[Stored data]

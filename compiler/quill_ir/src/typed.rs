//! Typed tree fragments.
//!
//! Semantic analysis turns each declaration into one [`TypedNode`] tree.
//! Nodes keep their source spans and provenance so position queries can walk
//! from the outermost declaration inward and skip recovery placeholders.

use super::{Name, Provenance, Span};
use std::fmt;

/// A Quill type.
#[derive(Debug, Clone, Copy, PartialEq, Eq, Hash)]
pub enum Ty {
    Int,
    Str,
    Bool,
    /// A named type introduced by a `type` alias.
    Named(Name),
    /// The type of an expression that failed to check.
    Error,
}

impl fmt::Display for Ty {
    fn fmt(&self, f: &mut fmt::Formatter<'_>) -> fmt::Result {
        match self {
            Ty::Int => write!(f, "int"),
            Ty::Str => write!(f, "str"),
            Ty::Bool => write!(f, "bool"),
            Ty::Named(name) => write!(f, "<type #{}>", name.index()),
            Ty::Error => write!(f, "<error>"),
        }
    }
}

/// One node of the typed tree.
///
/// Children are stored outermost-to-innermost in source order; a node's span
/// always covers its children's spans.
#[derive(Debug, Clone, PartialEq, Eq)]
pub struct TypedNode {
    pub ty: Ty,
    pub span: Span,
    pub provenance: Provenance,
    pub children: Vec<TypedNode>,
}

impl TypedNode {
    /// Create a leaf node.
    pub fn leaf(ty: Ty, span: Span, provenance: Provenance) -> Self {
        TypedNode {
            ty,
            span,
            provenance,
            children: Vec::new(),
        }
    }

    /// Create an interior node with children.
    pub fn with_children(
        ty: Ty,
        span: Span,
        provenance: Provenance,
        children: Vec<TypedNode>,
    ) -> Self {
        TypedNode {
            ty,
            span,
            provenance,
            children,
        }
    }

    /// Check whether this node's range contains a byte position.
    #[inline]
    pub fn contains(&self, pos: u32) -> bool {
        self.span.contains(pos)
    }
}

__Problem statement__: For the data above, count every line in which the string "spans" appears, and answer with the count only.

__Exercise solution__: 2